Observações sobre dependência
- Filho menor emancipado perderá a qualidade de dependente.
- Filhos são dependentes até os 21 anos, mesmo que continuem estudos universitários (STJ, RESP 201300631659; súmula 37, TNU).
- Filhos inválidos mantêm a qualidade de dependente enquanto durar a invalidez, mesmo após os 21 anos; entretanto, a invalidez deve ser contemporânea ao óbito do segurado e aplicar-se-á a lei vigente no momento do óbito (súmula 340, STJ).
- Exceção à regra do dependente designado: enteado e menor tutelado, equiparados a filho, deverão comprovar a tutela mediante apresentação do termo de tutela; embora equiparados a filho, precisam comprovar dependência econômica.
Observações adicionais e repetições de conteúdo (anotações de aula)

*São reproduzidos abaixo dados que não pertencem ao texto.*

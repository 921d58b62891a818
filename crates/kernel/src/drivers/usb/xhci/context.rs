//! Device contexts and the DCBAA.
//!
//! The controller reads device state through the Device Context Base
//! Address Array: slot 0 points at the scratchpad array when the
//! controller asks for scratch memory, slots 1..=max hold per-device
//! output contexts. Input contexts carry the add/drop flags the
//! Address Device / Configure Endpoint / Evaluate Context commands
//! consume.
use crate::drivers::{DriverError, DriverResult};
use crate::mm::{self, PhysAddr, PAGE_SIZE};

/// 32-byte context entries (CSZ = 0).
pub const CONTEXT_BYTES: usize = 32;

/// Slot context field encoding (first context entry).
#[derive(Debug, Clone, Copy, Default)]
pub struct SlotContextFields {
    pub route_string: u32,
    pub speed: u8,
    pub context_entries: u8,
    pub root_hub_port: u8,
}

impl SlotContextFields {
    fn dword0(&self) -> u32 {
        (self.route_string & 0xF_FFFF)
            | ((self.speed as u32 & 0xF) << 20)
            | ((self.context_entries as u32 & 0x1F) << 27)
    }

    fn dword1(&self) -> u32 {
        (self.root_hub_port as u32) << 16
    }
}

/// Endpoint context field encoding.
#[derive(Debug, Clone, Copy, Default)]
pub struct EndpointContextFields {
    /// 1 = ISO out .. 7 = control; 3 = interrupt IN is what the keyboard
    /// path uses
    pub endpoint_type: u8,
    pub max_packet_size: u16,
    pub interval: u8,
    pub ring_base: u64,
    pub dequeue_cycle: bool,
    pub error_count: u8,
}

pub const EP_TYPE_CONTROL: u8 = 4;
pub const EP_TYPE_INTERRUPT_IN: u8 = 7;

impl EndpointContextFields {
    fn dword0(&self) -> u32 {
        (self.interval as u32) << 16
    }

    fn dword1(&self) -> u32 {
        ((self.error_count as u32 & 0x3) << 1)
            | ((self.endpoint_type as u32 & 0x7) << 3)
            | ((self.max_packet_size as u32) << 16)
    }

    fn tr_dequeue(&self) -> u64 {
        self.ring_base | self.dequeue_cycle as u64
    }
}

/// One DMA block holding a device's output context.
pub struct DeviceContext {
    base: PhysAddr,
}

impl DeviceContext {
    pub fn new() -> DriverResult<Self> {
        let base = mm::alloc_frame().map_err(DriverError::from)?;
        Ok(Self { base })
    }

    pub fn base(&self) -> PhysAddr {
        self.base
    }
}

impl Drop for DeviceContext {
    fn drop(&mut self) {
        mm::free_frame(self.base);
    }
}

/// Input context: control context (add/drop flags) followed by slot and
/// endpoint contexts.
pub struct InputContext {
    base: PhysAddr,
}

impl InputContext {
    pub fn new() -> DriverResult<Self> {
        let base = mm::alloc_frame().map_err(DriverError::from)?;
        Ok(Self { base })
    }

    pub fn base(&self) -> PhysAddr {
        self.base
    }

    fn dword_ptr(&self, byte_off: usize) -> *mut u32 {
        unsafe { mm::phys_to_ptr(self.base).add(byte_off) as *mut u32 }
    }

    pub fn clear(&mut self) {
        unsafe { core::ptr::write_bytes(mm::phys_to_ptr(self.base), 0, PAGE_SIZE) };
    }

    /// A1..A31/D1..D31 add/drop flags in the input control context.
    pub fn set_add_flags(&mut self, flags: u32) {
        unsafe { core::ptr::write_volatile(self.dword_ptr(4), flags) };
    }

    pub fn set_drop_flags(&mut self, flags: u32) {
        unsafe { core::ptr::write_volatile(self.dword_ptr(0), flags) };
    }

    /// Slot context sits after the input control context.
    pub fn write_slot(&mut self, fields: &SlotContextFields) {
        let off = CONTEXT_BYTES;
        unsafe {
            core::ptr::write_volatile(self.dword_ptr(off), fields.dword0());
            core::ptr::write_volatile(self.dword_ptr(off + 4), fields.dword1());
        }
    }

    /// Endpoint context for device context index `dci` (1 = EP0).
    pub fn write_endpoint(&mut self, dci: u8, fields: &EndpointContextFields) {
        let off = CONTEXT_BYTES * (1 + dci as usize);
        unsafe {
            core::ptr::write_volatile(self.dword_ptr(off), fields.dword0());
            core::ptr::write_volatile(self.dword_ptr(off + 4), fields.dword1());
            core::ptr::write_volatile(
                self.dword_ptr(off + 8) as *mut u64,
                fields.tr_dequeue(),
            );
            // Average TRB length
            core::ptr::write_volatile(self.dword_ptr(off + 16), 8);
        }
    }
}

impl Drop for InputContext {
    fn drop(&mut self) {
        mm::free_frame(self.base);
    }
}

/// The DCBAA plus the scratchpad buffers the controller asked for.
pub struct DeviceContextArray {
    base: PhysAddr,
    scratchpad_array: Option<PhysAddr>,
    scratchpad_pages: alloc::vec::Vec<PhysAddr>,
    max_slots: usize,
}

impl DeviceContextArray {
    /// Allocate the array and `scratchpads` scratch pages (HCSPARAMS2).
    pub fn new(max_slots: usize, scratchpads: usize) -> DriverResult<Self> {
        let base = mm::alloc_frame().map_err(DriverError::from)?;

        let mut scratchpad_pages = alloc::vec::Vec::new();
        let scratchpad_array = if scratchpads > 0 {
            let array = mm::alloc_frame().map_err(DriverError::from)?;
            for i in 0..scratchpads.min(PAGE_SIZE / 8) {
                let page = mm::alloc_frame().map_err(DriverError::from)?;
                unsafe {
                    core::ptr::write_volatile(
                        (mm::phys_to_ptr(array) as *mut u64).add(i),
                        page,
                    );
                }
                scratchpad_pages.push(page);
            }
            unsafe {
                // Slot 0 of the DCBAA carries the scratchpad array
                core::ptr::write_volatile(mm::phys_to_ptr(base) as *mut u64, array);
            }
            Some(array)
        } else {
            None
        };

        Ok(Self {
            base,
            scratchpad_array,
            scratchpad_pages,
            max_slots,
        })
    }

    pub fn base(&self) -> PhysAddr {
        self.base
    }

    /// Point a slot entry at a device's output context.
    pub fn set_slot(&mut self, slot_id: u8, context: &DeviceContext) -> DriverResult<()> {
        if slot_id == 0 || slot_id as usize > self.max_slots {
            return Err(DriverError::InvalidParameter);
        }
        unsafe {
            core::ptr::write_volatile(
                (mm::phys_to_ptr(self.base) as *mut u64).add(slot_id as usize),
                context.base(),
            );
        }
        Ok(())
    }

    pub fn clear_slot(&mut self, slot_id: u8) {
        if slot_id == 0 || slot_id as usize > self.max_slots {
            return;
        }
        unsafe {
            core::ptr::write_volatile(
                (mm::phys_to_ptr(self.base) as *mut u64).add(slot_id as usize),
                0,
            );
        }
    }
}

impl Drop for DeviceContextArray {
    fn drop(&mut self) {
        for page in &self.scratchpad_pages {
            mm::free_frame(*page);
        }
        if let Some(array) = self.scratchpad_array {
            mm::free_frame(array);
        }
        mm::free_frame(self.base);
    }
}
/// Task records.
///
/// A task is one schedulable kernel entity: identity, scheduling state
/// (a tagged variant carrying exit information), saved CPU context, trap
/// frame, kernel stack, address-space handles, parent/child links by id,
/// timing accumulators, and signal bitsets. The task table owns every
/// record; all cross-references are ids, never pointers.
use super::signal::SignalSet;
use crate::arch::{Context, TrapFrame};
use crate::error::KernelError;
use crate::mm::{self, PhysAddr, SharedAddressSpace};

pub type TaskId = u32;

/// Command names truncate to this many bytes.
pub const COMM_LEN: usize = 15;

/// Kernel stacks are 2^KSTACK_ORDER frames (16 KiB).
pub const KSTACK_ORDER: u8 = 2;
pub const KSTACK_SIZE: usize = mm::PAGE_SIZE << KSTACK_ORDER;

/// Scheduling state; exit information rides the Zombie variant instead of
/// living in a side field.
#[derive(Debug, Clone, Copy, PartialEq, Eq)]
pub enum TaskState {
    Runnable,
    /// Sleeping; signals wake it
    Interruptible,
    /// Sleeping; only an explicit wake does
    Uninterruptible,
    Stopped,
    /// Exited, waiting for the parent to reap
    Zombie { exit_code: i32 },
    /// Reaped; the slot is about to be reclaimed
    Dead,
}

impl TaskState {
    pub fn is_runnable(&self) -> bool {
        matches!(self, TaskState::Runnable)
    }

    pub fn is_zombie(&self) -> bool {
        matches!(self, TaskState::Zombie { .. })
    }
}

#[derive(Debug, Clone, Copy)]
pub struct Credentials {
    pub uid: u32,
    pub gid: u32,
    pub euid: u32,
    pub egid: u32,
}

impl Default for Credentials {
    fn default() -> Self {
        Self {
            uid: 0,
            gid: 0,
            euid: 0,
            egid: 0,
        }
    }
}

bitflags::bitflags! {
    /// Thread-clone behavior.
    #[derive(Debug, Clone, Copy, PartialEq, Eq)]
    pub struct CloneFlags: u32 {
        /// Share the parent's address space instead of getting a fresh one
        const SHARE_VM = 1 << 0;
        /// Join the parent's thread group
        const SAME_THREAD_GROUP = 1 << 1;
    }
}

pub struct Task {
    pub id: TaskId,
    /// Thread-group id; equals `id` for group leaders
    pub tgid: TaskId,
    pub parent: Option<TaskId>,
    pub children: alloc::vec::Vec<TaskId>,
    pub comm: heapless::String<COMM_LEN>,
    pub state: TaskState,
    pub nice: i8,
    pub priority: u8,
    pub cred: Credentials,
    /// Saved callee-saved context for kernel switches
    pub context: Context,
    /// Register snapshot at the last kernel entry
    pub trap_frame: TrapFrame,
    /// Kernel stack base (physical, KSTACK_SIZE bytes)
    pub kstack: PhysAddr,
    /// Address space this task owns (None for pure kernel threads)
    pub space: Option<SharedAddressSpace>,
    /// Space currently installed while this task runs
    pub active_space: Option<SharedAddressSpace>,
    pub pending: SignalSet,
    pub blocked: SignalSet,
    /// Marked for termination; observed at the next checkpoint
    pub exiting: bool,
    pub utime_us: u64,
    pub stime_us: u64,
    // Intrusive run-queue links, owned by the scheduler
    pub(super) run_next: Option<TaskId>,
    pub(super) run_prev: Option<TaskId>,
    pub(super) queued: bool,
}

impl Task {
    /// Allocate the record and its kernel stack. The context starts
    /// zeroed; factories fill it in.
    pub fn new(id: TaskId, name: &str) -> Result<Self, KernelError> {
        let kstack = mm::alloc_frames(KSTACK_ORDER)?;
        let mut comm = heapless::String::new();
        for c in name.chars().take(COMM_LEN) {
            let _ = comm.push(c);
        }
        Ok(Self {
            id,
            tgid: id,
            parent: None,
            children: alloc::vec::Vec::new(),
            comm,
            state: TaskState::Runnable,
            nice: 0,
            priority: 20,
            cred: Credentials::default(),
            context: Context::zeroed(),
            trap_frame: TrapFrame::default(),
            kstack,
            space: None,
            active_space: None,
            pending: SignalSet::empty(),
            blocked: SignalSet::empty(),
            exiting: false,
            utime_us: 0,
            stime_us: 0,
            run_next: None,
            run_prev: None,
            queued: false,
        })
    }

    /// Top of the kernel stack as a kernel-usable address.
    pub fn kstack_top(&self) -> u64 {
        mm::phys_to_ptr(self.kstack) as u64 + KSTACK_SIZE as u64
    }

    /// Replace the command name with the final component of `path`,
    /// truncated to COMM_LEN.
    pub fn set_comm_from_path(&mut self, path: &str) {
        let base = path.rsplit('/').next().unwrap_or(path);
        self.comm.clear();
        for c in base.chars().take(COMM_LEN) {
            let _ = self.comm.push(c);
        }
    }
}

impl Drop for Task {
    fn drop(&mut self) {
        mm::free_frames(self.kstack, KSTACK_ORDER);
    }
}

impl core::fmt::Debug for Task {
    fn fmt(&self, f: &mut core::fmt::Formatter<'_>) -> core::fmt::Result {
        f.debug_struct("Task")
            .field("id", &self.id)
            .field("tgid", &self.tgid)
            .field("comm", &self.comm.as_str())
            .field("state", &self.state)
            .finish()
    }
}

13/09/17 — Segurados da previdência social: pessoas físicas que contribuem para o regime previdenciário, tendo direito à prestação de natureza previdenciária. Sujeitos ativos: pessoas físicas que participam da relação jurídica quando o objeto for benefício de natureza previdenciária. Obs.: quando for custeio, o segurado será sujeito passivo da relação jurídica.
Filiação: automática para empregados; inscrição: ato formal para contribuinte individual e facultativo. Obs.: maior de 16 anos pode ser facultativo, desde que não exerça atividade remunerada. Contribuinte individual: quem não é empregado precisa fazer inscrição perante a previdência. Pessoa jurídica não é beneficiária; é, sempre, contribuinte.
Dependentes: expressos no art. 16, I a III, da Lei 8.213/91. Dependente designado antes da Lei 9.032/95: direito adquirido. Pessoa designada após a lei não terá direito adquirido (TNU súmula 4).
Hierarquia dependentes: 1ª classe — presunção absoluta de dependência econômica: cônjuge, companheira(o) e filho não emancipado de qualquer condição menor de 21 anos ou inválido; 2ª classe — comprovar dependência econômica; 3ª classe — comprovar dependência econômica (irmão não emancipado, etc.).
Perda da qualidade de dependente (art. 17, Lei 8.212/91): a) cônjuge: por divórcio, anulação, ausência de obrigação de pensão alimentícia, óbito ou sentença transitada em julgado; b) companheira(o): quando cessar a união estável e não houver pensão alimentícia; c) filhos e irmãos: ao completar 21 anos, salvo se inválidos, com deficiência ou se emanciparem.